The women novelists
BY R. BRIMLEY JOHNSON AUTHOR OF “TALES PROM CHAUCER” “TOWARDS RELIGION” “TENNYSON AND HIS POETRY”
LONDON: 48 PALL MALL W. COLLINS SONS & CO. LTD. GLASGOW MELBOURNE AUCKLAND
Copyright 1918
I have to thank the editor and publisher of The Athenæum for permission to reprint the chapter on “Parallel Passages”; the editor and publisher of The Gownsman for permission to use “A Study in Fine Art”; Professor Gollancz and Messrs.

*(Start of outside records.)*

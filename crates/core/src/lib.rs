//! kbqa Core Library
//!
//! This crate provides the foundational utilities shared by every kbqa crate:
//! - Error handling (`AppError`, `AppResult`)
//! - Logging infrastructure
//! - Configuration management

pub mod config;
pub mod error;
pub mod logging;

// Re-export commonly used types
pub use config::AppConfig;
pub use error::{AppError, AppResult};
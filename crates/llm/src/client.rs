//! Chat client abstraction and request/reply types.
//!
//! This module defines the core abstractions for talking to a generation
//! backend. Requests always keep the system instruction and the user query
//! in separate role-tagged messages.

use crate::error::ChatError;
use crate::reply::ReplyShape;
use serde::{Deserialize, Serialize};

/// Role of a chat message.
#[derive(Debug, Clone, Copy, PartialEq, Eq, Serialize, Deserialize)]
#[serde(rename_all = "lowercase")]
pub enum ChatRole {
    System,
    User,
    Assistant,
}

/// A single role-tagged chat message.
#[derive(Debug, Clone, PartialEq, Serialize, Deserialize)]
pub struct ChatMessage {
    pub role: ChatRole,
    pub content: String,
}

impl ChatMessage {
    pub fn system(content: impl Into<String>) -> Self {
        Self {
            role: ChatRole::System,
            content: content.into(),
        }
    }

    pub fn user(content: impl Into<String>) -> Self {
        Self {
            role: ChatRole::User,
            content: content.into(),
        }
    }
}

/// Chat completion request.
///
/// Serializes to the wire body shared by Ollama `/api/chat` and
/// OpenAI-compatible `/v1/chat/completions`:
/// `{"model": ..., "messages": [...], "stream": false}`.
#[derive(Debug, Clone, PartialEq, Serialize, Deserialize)]
pub struct ChatRequest {
    /// Model identifier (e.g., "deepseek-r1:7b")
    pub model: String,

    /// Ordered role-tagged messages
    pub messages: Vec<ChatMessage>,

    /// Streaming is never requested; the whole reply is read at once
    #[serde(default)]
    pub stream: bool,
}

impl ChatRequest {
    /// Create an empty request for the given model.
    pub fn new(model: impl Into<String>) -> Self {
        Self {
            model: model.into(),
            messages: Vec::new(),
            stream: false,
        }
    }

    /// Create the two-message request used for grounded answering.
    pub fn grounded(
        model: impl Into<String>,
        system: impl Into<String>,
        user: impl Into<String>,
    ) -> Self {
        Self::new(model)
            .with_message(ChatMessage::system(system))
            .with_message(ChatMessage::user(user))
    }

    /// Append a message.
    pub fn with_message(mut self, message: ChatMessage) -> Self {
        self.messages.push(message);
        self
    }

    /// Content of the first system message, if any.
    pub fn system(&self) -> Option<&str> {
        self.messages
            .iter()
            .find(|m| m.role == ChatRole::System)
            .map(|m| m.content.as_str())
    }
}

/// A successfully decoded JSON reply together with its recognised shape.
#[derive(Debug, Clone)]
pub struct ChatReply {
    /// Which known layout the answer text was found in
    pub shape: ReplyShape,

    /// The untouched JSON body
    pub raw: serde_json::Value,
}

impl ChatReply {
    /// Classify a decoded JSON body.
    pub fn from_value(raw: serde_json::Value) -> Self {
        let shape = ReplyShape::parse(&raw);
        Self { shape, raw }
    }

    /// The extracted answer text, if the shape was recognised.
    pub fn text(&self) -> Option<&str> {
        self.shape.text()
    }
}

/// Trait for generation backends.
///
/// This trait abstracts the underlying provider (Ollama, OpenAI-compatible
/// servers) and provides a single non-streaming chat call.
#[async_trait::async_trait]
pub trait LlmClient: Send + Sync {
    /// Get the provider name (e.g., "ollama", "openai").
    fn provider_name(&self) -> &str;

    /// The full URL requests are posted to.
    fn endpoint(&self) -> &str;

    /// Perform a non-streaming chat completion.
    ///
    /// Transport problems, non-2xx statuses and non-JSON bodies come back as
    /// distinct [`ChatError`] variants; any JSON body is returned as a
    /// [`ChatReply`], recognised or not.
    async fn chat(&self, request: &ChatRequest) -> Result<ChatReply, ChatError>;
}
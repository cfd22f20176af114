//! Cross-module tests for the knowledge crate.

mod retrieval_properties;
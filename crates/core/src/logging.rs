//! Logging infrastructure for kbqa.
//!
//! All logs are emitted to stderr so stdout carries only answers and
//! command output.

use tracing_subscriber::{fmt, layer::SubscriberExt, util::SubscriberInitExt, EnvFilter};

use crate::error::{AppError, AppResult};

/// Default filter when neither `--log-level` nor `RUST_LOG` is set.
///
/// The interactive session shares the terminal with the log output, so only
/// warnings and errors are shown unless asked for.
pub const DEFAULT_LOG_FILTER: &str = "warn";

/// Initialize the tracing subscriber with stderr output.
///
/// # Arguments
/// * `log_level` - Optional filter override (e.g., "debug", "kbqa_knowledge=trace")
/// * `no_color` - Disable colored output
///
/// # Example
/// ```no_run
/// use kbqa_core::logging::init_logging;
///
/// init_logging(None, false).expect("Failed to initialize logging");
/// ```
pub fn init_logging(log_level: Option<&str>, no_color: bool) -> AppResult<()> {
    let env_filter = build_filter(log_level)?;

    let fmt_layer = fmt::layer()
        .with_writer(std::io::stderr)
        .with_target(true)
        .with_level(true)
        .with_ansi(!no_color && supports_color());

    tracing_subscriber::registry()
        .with(env_filter)
        .with(fmt_layer)
        .try_init()
        .map_err(|e| AppError::Config(format!("Failed to init logging: {}", e)))?;

    Ok(())
}

/// Resolve the effective filter from an explicit level, `RUST_LOG`, or the default.
fn build_filter(log_level: Option<&str>) -> AppResult<EnvFilter> {
    let default_level =
        std::env::var("RUST_LOG").unwrap_or_else(|_| DEFAULT_LOG_FILTER.to_string());
    let filter_str = log_level.unwrap_or(&default_level);

    EnvFilter::try_new(filter_str)
        .map_err(|e| AppError::Config(format!("Invalid log filter '{}': {}", filter_str, e)))
}

/// Check if the terminal supports color output.
fn supports_color() -> bool {
    std::env::var("NO_COLOR").is_err()
}

#[cfg(test)]
mod tests {
    use super::*;
    use tracing_subscriber::filter::LevelFilter;

    #[test]
    fn test_build_filter_accepts_directives() {
        assert!(build_filter(Some("debug")).is_ok());
        assert!(build_filter(Some("kbqa_knowledge=trace,warn")).is_ok());
    }

    #[test]
    fn test_explicit_level_wins() {
        let filter = build_filter(Some("kbqa_knowledge=trace")).unwrap();
        assert_eq!(filter.to_string(), "kbqa_knowledge=trace");
        assert_eq!(filter.max_level_hint(), Some(LevelFilter::TRACE));

        let filter = build_filter(Some("error")).unwrap();
        assert_eq!(filter.max_level_hint(), Some(LevelFilter::ERROR));
    }

    #[test]
    fn test_invalid_filter_is_config_error() {
        let err = build_filter(Some("kbqa=notalevel")).unwrap_err();
        assert!(matches!(err, AppError::Config(_)));
        assert!(err.to_string().contains("kbqa=notalevel"));
    }
}
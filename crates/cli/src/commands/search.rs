//! Search command handler.
//!
//! Shows what the retriever ranks for a query without calling the backend.

use super::{build_pipeline, write_json};
use clap::Args;
use kbqa_core::{config::AppConfig, AppResult};
use kbqa_knowledge::{assemble, RagPipeline};
use std::io::Write;

/// Show the passages retrieved for a query
#[derive(Args, Debug)]
pub struct SearchCommand {
    /// Query text
    #[arg(required = true, num_args = 1..)]
    pub words: Vec<String>,

    /// Print the assembled context instead of a table
    #[arg(long)]
    pub context: bool,

    /// Output as JSON
    #[arg(long)]
    pub json: bool,
}

impl SearchCommand {
    pub fn execute(&self, config: &AppConfig) -> AppResult<()> {
        tracing::info!("Executing search command");

        let pipeline = build_pipeline(config)?;
        self.run(&pipeline, &mut std::io::stdout())
    }

    /// Rank passages for the query and write them to `out`.
    pub fn run<W: Write>(&self, pipeline: &RagPipeline, out: &mut W) -> AppResult<()> {
        let query = self.words.join(" ");
        let results = pipeline.search(&query);

        if self.json {
            return write_json(out, &results);
        }

        if self.context {
            writeln!(out, "{}", assemble(&results))?;
            return Ok(());
        }

        if results.is_empty() {
            writeln!(out, "No passage scored at least {}", pipeline.options().min_score)?;
            return Ok(());
        }

        for (rank, result) in results.iter().enumerate() {
            writeln!(
                out,
                "{}. [{}] score={:.4}\n   {}",
                rank + 1,
                result.passage.id,
                result.score,
                result.passage.text
            )?;
        }

        Ok(())
    }
}
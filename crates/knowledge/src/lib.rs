//! Knowledge base and retrieval for kbqa.
//!
//! Holds the corpus, fits a TF-IDF vector space over it once, ranks passages
//! against questions and grounds generated answers on the best matches.
//!
//! # Example
//! ```
//! use kbqa_knowledge::{assemble, retrieve, Corpus, VectorSpace};
//!
//! let corpus = Corpus::builtin();
//! let space = VectorSpace::from_corpus(&corpus).unwrap();
//! let results = retrieve("Are there tuition fees?", &space, &corpus, 3, 1e-6);
//! assert_eq!(results[0].passage.id, "kb-1");
//! assert!(assemble(&results).starts_with("[PASSAGE 1 | score="));
//! ```

pub mod context;
pub mod corpus;
pub mod document_store;
pub mod rag;
pub mod retriever;
pub mod tokenize;
pub mod types;
pub mod vector_space;

#[cfg(test)]
mod tests;

pub use context::{assemble, assemble_with_budget, split_context, BLOCK_SEPARATOR};
pub use corpus::{load_corpus, Corpus, TH_OWL_DOMAIN};
pub use document_store::{DocumentStore, MemoryDocumentStore};
pub use rag::{AnswerGenerator, RagPipeline, RagSourceRef, RagTurn};
pub use retriever::retrieve;
pub use tokenize::Tokenizer;
pub use types::{CorpusStats, Passage, RetrievalOptions, ScoredPassage};
pub use vector_space::{SparseVector, VectorSpace};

Chatto & Windus for permission to reprint the section on “Cranford” which was written for an Introduction to a reprint of that novel in “The King’s Classics.”
THE WOMEN NOVELISTS
Although women wrote novels before Defoe, the father of English fiction, or Richardson, the founder of the modern novel, we cannot detect any peculiarly feminine elements in their work, or profitably consider it apart from the general development of prose.
In the beginning they copied men, and saw through men’s eyes, because—here and elsewhere—they assumed that men’s dicta and practice in life and art were their only possible guides and examples. Women to-day take up every form of fiction attempted by men, because they assume that their powers are as great, their right to express themselves equally varied.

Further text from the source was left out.